I believe it's still the best-selling church growth seminar of all time. Towns described things that shaped the Boomer generation in terms of the five B's. I want to walk you through these to think about Boomers.

First, Towns spoke of bucks. The Boom refers to its size, but this generation also experienced an incredible increase in wealth in one generation. Some Baby Boomers had parents who grew up without electricity or with dirt floors in their homes.

But Boomers parents, the Builders, were determined to give their children a better and more prosperous life than they had. This was when America came into the fullness of its economic promise. Sadly, the remarkable economic wealth led many Boomers to embrace the consumerism-driven prosperity gospel.

Next was the bomb. Sometimes, it's easy for us to forget that there was a certain nihilism that arose in the 1960s and 1970s. The Cold War was a real and present danger in the minds of many. There was this idea that at any moment on any day somebody could set off a global thermonuclear war and we'd all die.

Today, students have drills to know what to do if an active shooter came on campus. Boomers performed civil defense drills in case a nuclear bomb came to their town.

Generation of Revolution

The angst around the Cold War helped ignite a sexual revolution, helped by Towns' third point: birth control. This is more important than most people think. When a couple had sex before the birth control pill, babies were a normal result.

All of the sudden, sex could be freed from the reality of childbearing. This revolutionized sexual practice, and not in a biblical direction. Some sociologists think the birth control was the most important technological innovation of the last millennia.

It changed women's roles in the home in many ways. It changed people's perception of sexuality. It created a pathway to sexual practice that before was not there which led to new levels of promiscuity. Baby Boomers changed sexual mores of the nation.

Following this revolution, Towns recognized the book. It was not the Bible it was Dr. Benjamin Spock's book Baby and Child Care. Dr. Spock taught people permissive parenting. This marked a radical departure from previous generations. Revolutionary changes came in views of morality in the 1960s; authority figures like Dr. Spock gave credibility to some of the more permissive ideas cutting against the grain of previous generations.

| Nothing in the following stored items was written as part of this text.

#[cfg(test)]
mod tests {
    use super::*;
    use serde_json::json;

    fn ini(text: &str) -> Parsed {
        Parsed::parse(FileFormat::Ini, text).unwrap()
    }

    fn lines(text: &str) -> Parsed {
        Parsed::parse(FileFormat::Generic, text).unwrap()
    }

    #[test]
    fn ini_parse_sections_and_comments() {
        let parsed = ini("# header\n[a]\nk = 1\nj: 2\n\n[empty]\n");
        let Parsed::Ini(sections) = &parsed else {
            panic!("wrong variant");
        };
        assert_eq!(sections["a"]["k"], "1");
        assert_eq!(sections["a"]["j"], "2");
        assert!(sections["empty"].is_empty());
    }

    #[test]
    fn ini_parse_rejects_stray_keys() {
        assert!(matches!(
            Parsed::parse(FileFormat::Ini, "k = 1"),
            Err(ParseError::Ini { line: 1, .. })
        ));
        assert!(matches!(
            Parsed::parse(FileFormat::Ini, "[a]\nnot a pair"),
            Err(ParseError::Ini { line: 2, .. })
        ));
    }

    #[test]
    fn ini_diff_shape_matches_the_contract() {
        let old = ini("[a]\nk = 1\n");
        let new = ini("[a]\nk = 2\n[b]\nj = 3\n");
        let diff = diff(&old, &new).unwrap();
        assert_eq!(
            diff.to_value(),
            json!({
                "add": {"b": {"j": "3"}},
                "del": {},
                "mod": {"a": {"add": {}, "del": {}, "mod": {"k": ["1", "2"]}}}
            })
        );
    }

    #[test]
    fn ini_reset_recovers_the_old_revision() {
        let old = ini("[a]\nk = 1\ngone = x\n[dropped]\nv = 9\n");
        let new = ini("[a]\nk = 2\nfresh = y\n[b]\nj = 3\n");
        let d = diff(&old, &new).unwrap();
        assert_eq!(reset(&new, &d), old);
    }

    #[test]
    fn identical_inis_produce_no_diff() {
        let a = ini("[a]\nk = 1\n");
        let b = ini("[a]\nk=1\n");
        assert!(diff(&a, &b).is_none());
    }

    #[test]
    fn json_diff_and_reset() {
        let old = Parsed::parse(FileFormat::Json, r#"{"a": 1, "b": {"x": [1, 2]}, "c": 3}"#)
            .unwrap();
        let new = Parsed::parse(FileFormat::Json, r#"{"a": 2, "b": {"x": [1, 2]}, "d": 4}"#)
            .unwrap();
        let d = diff(&old, &new).unwrap();
        assert_eq!(
            d.to_value(),
            json!({
                "add": {"d": 4},
                "del": {"c": 3},
                "mod": {"a": [1, 2]}
            })
        );
        assert_eq!(reset(&new, &d), old);
        // Deep equality: the untouched nested value does not register.
        assert!(diff(&new, &new).is_none());
    }

    #[test]
    fn json_parse_requires_an_object() {
        assert!(matches!(
            Parsed::parse(FileFormat::Json, "[1, 2]"),
            Err(ParseError::NotAnObject)
        ));
    }

    #[test]
    fn generic_diff_records_adds_and_dels() {
        let old = lines("a\nb\nc\n");
        let new = lines("a\nx\nc\n");
        let Diff::Generic(generic) = diff(&old, &new).unwrap() else {
            panic!("wrong variant");
        };
        assert!(generic.edits.iter().any(|(op, _, text)| op == "-" && text == "b"));
        assert!(generic.edits.iter().any(|(op, _, text)| op == "+" && text == "x"));
    }

    #[test]
    fn generic_reset_recovers_the_old_lines() {
        let cases = [
            ("a\nb\nc\n", "a\nx\nc\n"),
            ("a\nb\n", "a\nb\nc\nd\n"),
            ("a\nb\nc\nd\n", "b\nd\n"),
            ("", "fresh\nfile\n"),
            ("whole\nfile\n", ""),
        ];
        for (old_text, new_text) in cases {
            let old = lines(old_text);
            let new = lines(new_text);
            match diff(&old, &new) {
                Some(d) => assert_eq!(reset(&new, &d), old, "case {old_text:?} -> {new_text:?}"),
                None => assert_eq!(old, new),
            }
        }
    }

    #[test]
    fn backup_blobs_round_trip() {
        for parsed in [
            ini("[a]\nk = 1\n"),
            Parsed::parse(FileFormat::Json, r#"{"a": 1}"#).unwrap(),
            lines("one\ntwo\n"),
        ] {
            let format = parsed.format();
            let value = parsed.to_value();
            assert_eq!(Parsed::from_value(format, value).unwrap(), parsed);
        }
    }

    #[test]
    fn diff_blobs_round_trip() {
        let old = lines("a\nb\n");
        let new = lines("a\nc\n");
        let d = diff(&old, &new).unwrap();
        let decoded = Diff::from_value(FileFormat::Generic, d.to_value()).unwrap();
        assert_eq!(decoded, d);
    }
}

The fifth one may sound odd today, but it was a common term in the past. Google it and see for yourself. The final mark Towns gave was the boob tube, or the television. It came from the fact that TV sets originally used cathode tubes, and critics called the millions suddenly glued to it "boobs" (aka idiots). Of course, this was before people binge watched Netflix.

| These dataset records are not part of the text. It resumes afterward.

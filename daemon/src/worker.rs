//! One worker per monitored path set: owns an inotify instance, keeps its
//! watch tree aligned with the filesystem, coalesces raw events through
//! the delay buffer, and drives dispatch, the event log, and the tracker.

use std::os::unix::ffi::OsStrExt;
use std::os::unix::io::{AsRawFd, RawFd};
use std::path::PathBuf;
use std::sync::atomic::{AtomicBool, Ordering};
use std::sync::{Arc, Mutex as StdMutex, MutexGuard};
use std::time::Duration;

use serde_json::json;
use tokio::io::unix::AsyncFd;
use tokio::io::Interest;
use tokio::sync::watch;
use tokio::task::JoinHandle;
use tracing::{debug, error, warn};

use crate::buffer::EventBuffer;
use crate::dispatch::Dispatcher;
use crate::event::{procs_for_path, Event, EventMask};
use crate::eventlog::LogWriter;
use crate::inotify::{Inotify, RawEvent, DEFAULT_BUFFER_SIZE};
use crate::observer::SelfObserver;
use crate::tracker::FileTracker;
use crate::watches::{WatchError, WatchManager};

fn lock_or_recover<T>(mutex: &StdMutex<T>) -> MutexGuard<'_, T> {
    mutex.lock().unwrap_or_else(|e| e.into_inner())
}

#[derive(Debug, thiserror::Error)]
pub enum WorkerError {
    #[error("cannot create inotify instance: {0}")]
    Init(#[from] std::io::Error),
    #[error(transparent)]
    Watch(#[from] WatchError),
}

/// Shared collaborators handed to every worker.
#[derive(Clone)]
pub struct WorkerContext {
    pub dispatcher: Arc<Dispatcher>,
    pub tracker: Arc<FileTracker>,
    pub observer: Arc<SelfObserver>,
    pub log: LogWriter,
    /// Events recorded to the log: the route masks plus `extra_mask`.
    pub log_mask: EventMask,
    /// Delay-buffer hold interval.
    pub hold: Duration,
    pub probe_procs: bool,
}

struct FdHandle(Arc<Inotify>);

impl AsRawFd for FdHandle {
    fn as_raw_fd(&self) -> RawFd {
        self.0.as_raw_fd()
    }
}

pub struct Worker {
    pub tid: usize,
    watches: Arc<WatchManager>,
    buffer: Arc<EventBuffer>,
    ctx: WorkerContext,
    kernel_mask: u32,
    pid: u32,
    roots: StdMutex<Vec<PathBuf>>,
    crashed: Arc<AtomicBool>,
    stop_tx: watch::Sender<bool>,
    tasks: StdMutex<Vec<JoinHandle<()>>>,
}

impl Worker {
    /// Builds the watch tree for `roots` and starts the reader and
    /// consumer tasks. An unexpected `inotify_add_watch` errno here or
    /// later is fatal to this worker only.
    pub fn spawn(
        tid: usize,
        roots: Vec<PathBuf>,
        ctx: WorkerContext,
    ) -> Result<Arc<Worker>, WorkerError> {
        let inotify = Arc::new(Inotify::init()?);
        let watches = Arc::new(WatchManager::new(Arc::clone(&inotify)));
        let kernel_mask = libc::IN_ALL_EVENTS;
        for root in &roots {
            watches.add_tree(root, kernel_mask)?;
        }
        debug!("worker {tid}: watching {} directories", watches.watch_count());

        let (stop_tx, stop_rx) = watch::channel(false);
        let worker = Arc::new(Worker {
            tid,
            watches,
            buffer: Arc::new(EventBuffer::new(ctx.hold)),
            ctx,
            kernel_mask,
            pid: std::process::id(),
            roots: StdMutex::new(roots),
            crashed: Arc::new(AtomicBool::new(false)),
            stop_tx,
            tasks: StdMutex::new(Vec::new()),
        });

        let afd = AsyncFd::with_interest(FdHandle(inotify), Interest::READABLE)?;
        let reader = tokio::spawn(Arc::clone(&worker).reader_loop(afd, stop_rx));
        let consumer = tokio::spawn(Arc::clone(&worker).consumer_loop());
        *lock_or_recover(&worker.tasks) = vec![reader, consumer];
        Ok(worker)
    }

    async fn reader_loop(
        self: Arc<Worker>,
        afd: AsyncFd<FdHandle>,
        mut stop_rx: watch::Receiver<bool>,
    ) {
        let mut buf = vec![0u8; DEFAULT_BUFFER_SIZE];
        loop {
            let raws = tokio::select! {
                _ = stop_rx.changed() => break,
                guard = afd.readable() => {
                    let mut guard = match guard {
                        Ok(guard) => guard,
                        Err(err) => {
                            error!("worker {}: reactor failure: {err}", self.tid);
                            self.crashed.store(true, Ordering::SeqCst);
                            break;
                        }
                    };
                    match guard.try_io(|inner| inner.get_ref().0.read_raw(&mut buf)) {
                        Err(_would_block) => continue,
                        Ok(Ok(raws)) => raws,
                        Ok(Err(err)) if err.raw_os_error() == Some(libc::EBADF) => break,
                        Ok(Err(err)) => {
                            error!("worker {}: inotify read failed: {err}", self.tid);
                            self.crashed.store(true, Ordering::SeqCst);
                            break;
                        }
                    }
                }
            };
            if raws.is_empty() {
                continue;
            }
            self.ctx.observer.record_read(raws.len());
            match self.process_batch(raws) {
                Ok(events) => self.buffer.push_batch(events).await,
                Err(err) => {
                    error!("worker {} crashed: {err}", self.tid);
                    self.crashed.store(true, Ordering::SeqCst);
                    break;
                }
            }
        }
        self.buffer.close().await;
    }

    /// Resolves paths, applies per-event watch side effects, and turns one
    /// raw batch into logical events for the buffer.
    fn process_batch(&self, raws: Vec<RawEvent>) -> Result<Vec<Event>, WatchError> {
        let mut events = Vec::with_capacity(raws.len());
        for raw in raws {
            let mask = EventMask(raw.mask as u64);
            if mask.intersects(EventMask::Q_OVERFLOW) {
                self.ctx.observer.signal_overflow();
                error!(
                    "worker {}: inotify queue overflow, events were lost; rescanning roots",
                    self.tid
                );
                let roots = lock_or_recover(&self.roots).clone();
                self.watches.rescan(&roots, self.kernel_mask)?;
                continue;
            }
            let Some(dir) = self.watches.path_for_wd(raw.wd) else {
                // Stale wd from a watch already pruned.
                continue;
            };
            let path = if raw.name.is_empty() {
                dir
            } else {
                dir.join(std::ffi::OsStr::from_bytes(&raw.name))
            };
            let mut event = Event::from_raw(&raw, path.clone());

            if mask.intersects(EventMask::IGNORED) || mask.intersects(EventMask::MOVE_SELF) {
                // Settle a pending directory move, or drop the watch state
                // of a deleted directory.
                self.watches.finish_move(raw.wd);
                events.push(event);
                continue;
            }

            if mask.contains(EventMask::ISDIR | EventMask::CREATE)
                || mask.contains(EventMask::ISDIR | EventMask::MOVED_TO)
            {
                self.watches.add_child_watch(&path, self.kernel_mask, raw.wd)?;
            }
            if mask.contains(EventMask::ISDIR | EventMask::MOVED_FROM) {
                self.watches.record_moved_from(raw.wd, &path);
            }
            if !mask.intersects(EventMask::ISDIR) {
                if mask.intersects(EventMask::CREATE) && path.is_symlink() {
                    self.watches.add_link(&path, self.kernel_mask)?;
                }
                if mask.intersects(EventMask::DELETE) && self.watches.is_link(&path) {
                    self.watches.remove_link(&path);
                }
            }

            if self.ctx.probe_procs {
                event
                    .fields
                    .insert("ev_proc".to_string(), json!(procs_for_path(&path)));
            }
            events.push(event);
        }
        Ok(events)
    }

    async fn consumer_loop(self: Arc<Worker>) {
        while let Some(event) = self.buffer.next().await {
            if event.is_suppressed() {
                // Mid-burst modify markers exist only to pair; drop them.
                continue;
            }
            self.handle_event(event).await;
        }
    }

    async fn handle_event(&self, event: Event) {
        if event.mask.contains(EventMask::RENAME) && !event.is_dir() {
            if let Some(dest) = event.dest_path.clone() {
                if let Err(err) = self.ctx.tracker.rename(&event.src_path, &dest).await {
                    warn!("tracker rename failed: {err}");
                }
            }
        }

        let tracker_mask = EventMask::CREATE | EventMask::MODIFY | EventMask::MOVED_TO;
        if !event.is_dir() && event.mask.intersects(tracker_mask) {
            let target = event
                .dest_path
                .clone()
                .unwrap_or_else(|| event.src_path.clone());
            match self.ctx.tracker.consider(&target).await {
                Ok(Some(config_event)) => self.emit(config_event),
                Ok(None) => {}
                Err(err) => warn!("tracker failed on {}: {err}", target.display()),
            }
        }

        self.emit(event);
    }

    fn emit(&self, event: Event) {
        let mut aliases = self.watches.resolve_aliases(&event.src_path);
        if let Some(dest) = &event.dest_path {
            aliases.extend(self.watches.resolve_aliases(dest));
        }
        self.ctx.dispatcher.dispatch(&event, &aliases);
        if self.ctx.log_mask.intersects(event.mask) {
            self.ctx.log.submit(&event, self.pid);
        }
    }

    /// Full teardown-and-rebuild of the watch tree, as after an overflow.
    pub fn rescan(&self) -> Result<(), WatchError> {
        let roots = lock_or_recover(&self.roots).clone();
        self.watches.rescan(&roots, self.kernel_mask)
    }

    /// Re-points this worker at a new set of roots.
    pub fn rewatch(&self, roots: Vec<PathBuf>) -> Result<(), WatchError> {
        *lock_or_recover(&self.roots) = roots;
        self.rescan()
    }

    pub fn roots(&self) -> Vec<PathBuf> {
        lock_or_recover(&self.roots).clone()
    }

    pub fn is_crashed(&self) -> bool {
        self.crashed.load(Ordering::SeqCst)
    }

    pub fn watch_count(&self) -> usize {
        self.watches.watch_count()
    }

    /// Stops both tasks and drains the buffer. Safe to call twice.
    pub async fn stop(&self) {
        let _ = self.stop_tx.send(true);
        self.buffer.close().await;
        let tasks: Vec<JoinHandle<()>> = lock_or_recover(&self.tasks).drain(..).collect();
        for task in tasks {
            let _ = task.await;
        }
    }
}

impl std::fmt::Debug for Worker {
    fn fmt(&self, f: &mut std::fmt::Formatter<'_>) -> std::fmt::Result {
        f.debug_struct("Worker")
            .field("tid", &self.tid)
            .field("roots", &self.roots())
            .field("watches", &self.watches.watch_count())
            .field("crashed", &self.is_crashed())
            .finish()
    }
}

Back then, a television remote control meant sitting close to the television. If you were really good, you could turn the knob to change channels with your foot.

But there wasn't one knob. There were two. There were three channels on the top knob like ABC and NBC. The bottom knob had the letter U. You could get PBS and maybe others depending upon the weather and how the antenna was working that day.

The television influenced Boomers the way computers did Gen X, the Internet impacted Millennials, and the iPhone affects Gen Z youth, who depend upon their smartphones about as much as oxygen.

There's something I want to add about Boomers. The Boomer experience was overwhelmingly enjoyed by white Americans. Many of the opportunities afforded white Boomers was not shared with people of color. Various ethnicities were also underrepresented on television shows or movies in that era.

Boomers and Church Innovation

Still, the Boomers came in the early stages of a technological and innovation revolution, which also influenced the church. Boomer pastors and ministry leaders brought a revolution of entrepreneurial evangelicalism starting in the 1980s.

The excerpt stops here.